* TASK DIRECTIONS: A single number is required: the count of lines in the records below that contain the word "recipient".

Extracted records

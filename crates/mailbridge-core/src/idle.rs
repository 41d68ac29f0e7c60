//! IDLE listener: one push-notification session per backend.
//!
//! Each listener owns a second long-lived IMAP session kept in IDLE on
//! INBOX. EXISTS and EXPUNGE wake-ups are forwarded to the service's
//! event loop, which zeroes freshness immediately and debounces the
//! subscriber fan-out. IDLE is cycled every 25 minutes to stay under the
//! common 29-minute server timeout; errors reconnect with the same
//! exponential backoff the read path uses.

use std::sync::Arc;

use rand::Rng;
use tokio::sync::{mpsc, watch};
use tokio::time::{Duration, Instant, sleep, timeout};

use mailbridge_imap::{Client, IdleEvent, ImapStream, Selected};

use crate::connection::BackendConnection;

const IDLE_CYCLE: Duration = Duration::from_secs(25 * 60);
const RECONNECT_BASE: Duration = Duration::from_secs(1);
const RECONNECT_CAP: Duration = Duration::from_secs(60);
const SHUTDOWN_GRACE: Duration = Duration::from_secs(5);

/// What changed in a backend's mailbox.
#[derive(Debug, Clone, Copy, PartialEq, Eq)]
pub enum ChangeKind {
    /// New mail arrived.
    NewMail,
    /// A message was expunged.
    Expunge,
}

/// A change notification from one backend's IDLE session.
#[derive(Debug, Clone)]
pub struct MailboxEvent {
    /// The backend mailbox that changed.
    pub backend: String,
    /// What happened.
    pub kind: ChangeKind,
}

/// Handle to a running IDLE listener task.
pub struct IdleListener {
    stop: watch::Sender<bool>,
    task: tokio::task::JoinHandle<()>,
}

impl IdleListener {
    /// Spawns the listener for one backend.
    #[must_use]
    pub fn spawn(
        connection: Arc<BackendConnection>,
        events: mpsc::UnboundedSender<MailboxEvent>,
    ) -> Self {
        let (stop, stop_rx) = watch::channel(false);
        let task = tokio::spawn(listener_loop(connection, events, stop_rx));
        Self { stop, task }
    }

    /// Stops the listener, waiting briefly for a clean exit.
    pub async fn shutdown(self) {
        let _ = self.stop.send(true);
        if timeout(SHUTDOWN_GRACE, self.task).await.is_err() {
            tracing::debug!("idle listener did not stop in time");
        }
    }
}

async fn listener_loop(
    connection: Arc<BackendConnection>,
    events: mpsc::UnboundedSender<MailboxEvent>,
    mut stop: watch::Receiver<bool>,
) {
    let backend = connection.account().address.clone();
    let mut attempts: u32 = 0;

    loop {
        if *stop.borrow() {
            return;
        }

        match connection.open_session().await {
            Ok(mut session) => {
                attempts = 0;
                tracing::info!(%backend, "idle session established");
                match watch_mailbox(&mut session, &backend, &events, &mut stop).await {
                    Ok(()) => return,
                    Err(e) => {
                        tracing::warn!(%backend, error = %e, "idle session lost");
                    }
                }
            }
            Err(e) => {
                tracing::warn!(%backend, error = %e, "idle connect failed");
            }
        }

        attempts += 1;
        let delay = reconnect_delay(attempts);
        tokio::select! {
            _ = stop.changed() => return,
            () = sleep(delay) => {}
        }
    }
}

/// Runs IDLE cycles on one session until stop or error.
///
/// Returns `Ok(())` only on an orderly stop.
async fn watch_mailbox(
    session: &mut Client<ImapStream, Selected>,
    backend: &str,
    events: &mpsc::UnboundedSender<MailboxEvent>,
    stop: &mut watch::Receiver<bool>,
) -> crate::error::Result<()> {
    loop {
        let cycle_end = Instant::now() + IDLE_CYCLE;
        let mut handle = session.idle().await.map_err(crate::error::Error::from)?;

        let stopped = loop {
            let remaining = cycle_end.saturating_duration_since(Instant::now());
            if remaining.is_zero() {
                break false;
            }

            tokio::select! {
                _ = stop.changed() => break true,
                event = handle.wait(remaining) => match event? {
                    IdleEvent::Exists(count) => {
                        tracing::debug!(%backend, count, "idle: new mail");
                        let _ = events.send(MailboxEvent {
                            backend: backend.to_string(),
                            kind: ChangeKind::NewMail,
                        });
                    }
                    IdleEvent::Expunge(seq) => {
                        tracing::debug!(%backend, seq, "idle: expunge");
                        let _ = events.send(MailboxEvent {
                            backend: backend.to_string(),
                            kind: ChangeKind::Expunge,
                        });
                    }
                    IdleEvent::Timeout => {}
                },
            }
        };

        if stopped {
            let _ = timeout(SHUTDOWN_GRACE, handle.done()).await;
            return Ok(());
        }

        // Cycle: leave IDLE, confirm liveness, refresh the selection,
        // re-enter on the next loop pass.
        handle.done().await?;
        session.noop().await?;
        session.reselect("INBOX").await?;
    }
}

fn reconnect_delay(attempts: u32) -> Duration {
    let exponent = attempts.saturating_sub(1).min(16);
    RECONNECT_BASE
        .saturating_mul(1 << exponent)
        .min(RECONNECT_CAP)
        .mul_f64(rand::thread_rng().gen_range(0.75..1.25))
}
//! Canonical message model.

use chrono::{DateTime, Utc};
use serde::Serialize;

/// Which kind of mailbox a message was routed through.
#[derive(Debug, Clone, Copy, PartialEq, Eq, Hash, Serialize)]
#[serde(rename_all = "lowercase")]
pub enum Provider {
    /// A Gmail mailbox.
    Gmail,
    /// An Outlook / Hotmail mailbox.
    Outlook,
    /// A catch-all domain route backed by one of the above.
    Domain,
}

impl Provider {
    /// IMAP host for accounts of this provider.
    ///
    /// `Domain` is a routing classification, not an account provider, and
    /// has no host of its own.
    #[must_use]
    pub const fn imap_host(self) -> Option<&'static str> {
        match self {
            Self::Gmail => Some("imap.gmail.com"),
            Self::Outlook => Some("outlook.office365.com"),
            Self::Domain => None,
        }
    }
}

impl std::fmt::Display for Provider {
    fn fmt(&self, f: &mut std::fmt::Formatter<'_>) -> std::fmt::Result {
        match self {
            Self::Gmail => write!(f, "gmail"),
            Self::Outlook => write!(f, "outlook"),
            Self::Domain => write!(f, "domain"),
        }
    }
}

/// Per-request identity injected by the HTTP layer.
#[derive(Debug, Clone, Copy, PartialEq, Eq, Hash)]
pub enum Viewer {
    /// No session; sees alias traffic only on provider routes.
    Anonymous,
    /// Signed-in user; may also see a backend's own mail.
    Authenticated,
}

/// Attachment metadata carried on a [`Message`].
///
/// Raw bytes live in the payload cache, never on the message record.
#[derive(Debug, Clone, PartialEq, Eq, Serialize)]
#[serde(rename_all = "camelCase")]
pub struct AttachmentInfo {
    /// Attachment filename.
    pub filename: String,
    /// MIME content type.
    pub content_type: String,
    /// Decoded size in bytes.
    pub size_bytes: usize,
}

/// The canonical normalized message record.
#[derive(Debug, Clone, Serialize)]
#[serde(rename_all = "camelCase")]
pub struct Message {
    /// Stable id: the RFC 5322 Message-Id, else `uid-<backend>-<uid>`.
    pub id: String,
    /// IMAP UID within the backend mailbox.
    pub uid: u32,
    /// Sender address, original casing.
    pub from: String,
    /// Sender display name.
    #[serde(skip_serializing_if = "Option::is_none")]
    pub from_name: Option<String>,
    /// First recipient address, original casing.
    pub to: String,
    /// Subject line.
    pub subject: String,
    /// Message date, UTC.
    pub date: DateTime<Utc>,
    /// Plain text body.
    #[serde(skip_serializing_if = "Option::is_none")]
    pub text_body: Option<String>,
    /// HTML body.
    #[serde(skip_serializing_if = "Option::is_none")]
    pub html_body: Option<String>,
    /// Attachment metadata, in message order.
    pub attachments: Vec<AttachmentInfo>,
    /// Physical mailbox holding the bytes; the routing key.
    pub backend: String,
    /// Routing classification.
    pub provider: Provider,
    /// True when `to` is not the backend's own address.
    pub is_alias: bool,
}

impl Message {
    /// The recipient lowercased for comparison.
    #[must_use]
    pub fn normalized_to(&self) -> String {
        self.to.to_lowercase()
    }

    /// Builds the fallback id for a message without a Message-Id header.
    #[must_use]
    pub fn fallback_id(backend: &str, uid: u32) -> String {
        format!("uid-{backend}-{uid}")
    }
}

/// An attachment with its decoded bytes, held only in the payload cache.
#[derive(Debug, Clone)]
pub struct AttachmentData {
    /// Attachment filename.
    pub filename: String,
    /// MIME content type.
    pub content_type: String,
    /// Decoded bytes.
    pub data: Vec<u8>,
}

/// Parsed payload retained for attachment serving.
#[derive(Debug, Clone, Default)]
pub struct MessagePayload {
    /// Attachments with raw bytes.
    pub attachments: Vec<AttachmentData>,
}

#[cfg(test)]
#[allow(clippy::unwrap_used)]
mod tests {
    use super::*;

    #[test]
    fn serializes_camel_case() {
        let message = Message {
            id: "m1@example.com".into(),
            uid: 7,
            from: "Sender@example.com".into(),
            from_name: Some("Sender".into()),
            to: "alice+shop@gmail.com".into(),
            subject: "hi".into(),
            date: DateTime::parse_from_rfc3339("2026-07-06T10:00:00Z")
                .unwrap()
                .with_timezone(&Utc),
            text_body: Some("body".into()),
            html_body: None,
            attachments: vec![AttachmentInfo {
                filename: "a.pdf".into(),
                content_type: "application/pdf".into(),
                size_bytes: 5,
            }],
            backend: "alice@gmail.com".into(),
            provider: Provider::Gmail,
            is_alias: true,
        };

        let json = serde_json::to_value(&message).unwrap();
        assert_eq!(json["isAlias"], true);
        assert_eq!(json["provider"], "gmail");
        assert_eq!(json["attachments"][0]["sizeBytes"], 5);
        assert_eq!(json["date"], "2026-07-06T10:00:00Z");
        assert!(json.get("htmlBody").is_none());
    }

    #[test]
    fn fallback_id_shape() {
        assert_eq!(
            Message::fallback_id("alice@gmail.com", 42),
            "uid-alice@gmail.com-42"
        );
    }
}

* RESPONSE: 2